RECORDED DATA Start Marker
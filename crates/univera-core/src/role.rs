//! Role identifiers, account roles and leadership capacities.
//!
//! Three reserved role ids confer a leadership capacity over an
//! organizational unit. They are translated into [`Capacity`] values once, by
//! [`RoleGrant::from_role_ids`], so nothing downstream branches on bare
//! integers.

use std::{collections::BTreeSet, fmt};

use serde::{Deserialize, Serialize};
use strum::{AsRefStr, Display, EnumString};

// ─── RoleId ──────────────────────────────────────────────────────────────────

/// Primary key of a row in the relational `roles` table.
#[derive(
  Debug, Clone, Copy, PartialEq, Eq, PartialOrd, Ord, Hash, Serialize, Deserialize,
)]
#[serde(transparent)]
pub struct RoleId(pub i64);

impl RoleId {
  pub const FACULTY: RoleId = RoleId(4);
  pub const PRINCIPAL: RoleId = RoleId(9);
  pub const HEAD_OF_DEPARTMENT: RoleId = RoleId(10);
  pub const DEAN: RoleId = RoleId(11);
}

impl fmt::Display for RoleId {
  fn fmt(&self, f: &mut fmt::Formatter<'_>) -> fmt::Result { self.0.fmt(f) }
}

// ─── Organizational units ────────────────────────────────────────────────────

/// The kind of organizational unit a capacity is held over.
#[derive(Debug, Clone, Copy, PartialEq, Eq, Display)]
#[strum(serialize_all = "lowercase")]
pub enum UnitKind {
  Department,
  Course,
}

/// A single-holder leadership capacity of an organizational unit.
#[derive(
  Debug,
  Clone,
  Copy,
  PartialEq,
  Eq,
  PartialOrd,
  Ord,
  Hash,
  Serialize,
  Deserialize,
  Display,
  EnumString,
  AsRefStr,
)]
#[serde(rename_all = "snake_case")]
#[strum(serialize_all = "snake_case")]
pub enum Capacity {
  /// Principal of a department.
  Principal,
  /// Head of a course.
  HeadOfDepartment,
  /// Dean of a department.
  Dean,
  /// Administrator of a department. Never conferred by a role id.
  Admin,
}

impl Capacity {
  /// The capacity conferred by a reserved role id, if any.
  pub fn from_role_id(id: RoleId) -> Option<Self> {
    match id {
      RoleId::PRINCIPAL => Some(Self::Principal),
      RoleId::HEAD_OF_DEPARTMENT => Some(Self::HeadOfDepartment),
      RoleId::DEAN => Some(Self::Dean),
      _ => None,
    }
  }

  pub fn unit_kind(self) -> UnitKind {
    match self {
      Self::Principal | Self::Dean | Self::Admin => UnitKind::Department,
      Self::HeadOfDepartment => UnitKind::Course,
    }
  }
}

// ─── Account roles ───────────────────────────────────────────────────────────

/// The coarse role carried in identity-system metadata and session claims.
#[derive(
  Debug,
  Clone,
  Copy,
  PartialEq,
  Eq,
  Hash,
  Serialize,
  Deserialize,
  Display,
  EnumString,
  AsRefStr,
)]
#[serde(rename_all = "snake_case")]
#[strum(serialize_all = "snake_case")]
pub enum AccountRole {
  SuperUser,
  Admin,
  DepartmentAdmin,
  UniversityAdminStaff,
  Faculty,
  Student,
  Staff,
}

// ─── Grants ──────────────────────────────────────────────────────────────────

/// A requested set of role ids together with the capacities they confer.
#[derive(Debug, Clone, Default, PartialEq, Eq)]
pub struct RoleGrant {
  role_ids:   BTreeSet<RoleId>,
  capacities: BTreeSet<Capacity>,
}

impl RoleGrant {
  pub fn from_role_ids(ids: impl IntoIterator<Item = RoleId>) -> Self {
    let role_ids: BTreeSet<RoleId> = ids.into_iter().collect();
    let capacities = role_ids
      .iter()
      .copied()
      .filter_map(Capacity::from_role_id)
      .collect();
    Self { role_ids, capacities }
  }

  /// Add one more role id, translating it if it is reserved.
  pub fn with_role(mut self, id: RoleId) -> Self {
    self.role_ids.insert(id);
    if let Some(capacity) = Capacity::from_role_id(id) {
      self.capacities.insert(capacity);
    }
    self
  }

  pub fn role_ids(&self) -> &BTreeSet<RoleId> { &self.role_ids }

  pub fn capacities(&self) -> impl Iterator<Item = Capacity> + '_ {
    self.capacities.iter().copied()
  }

  pub fn confers(&self, capacity: Capacity) -> bool {
    self.capacities.contains(&capacity)
  }
}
RECORDED DATA End Marker
From the line holding "self.capacities.insert(capacity);" through the last line above, reproduce each line exactly and add nothing.

PROBLEM SOLUTION —
      self.capacities.insert(capacity);
    }
    self
  }

  pub fn role_ids(&self) -> &BTreeSet<RoleId> { &self.role_ids }

  pub fn capacities(&self) -> impl Iterator<Item = Capacity> + '_ {
    self.capacities.iter().copied()
  }

  pub fn confers(&self, capacity: Capacity) -> bool {
    self.capacities.contains(&capacity)
  }
}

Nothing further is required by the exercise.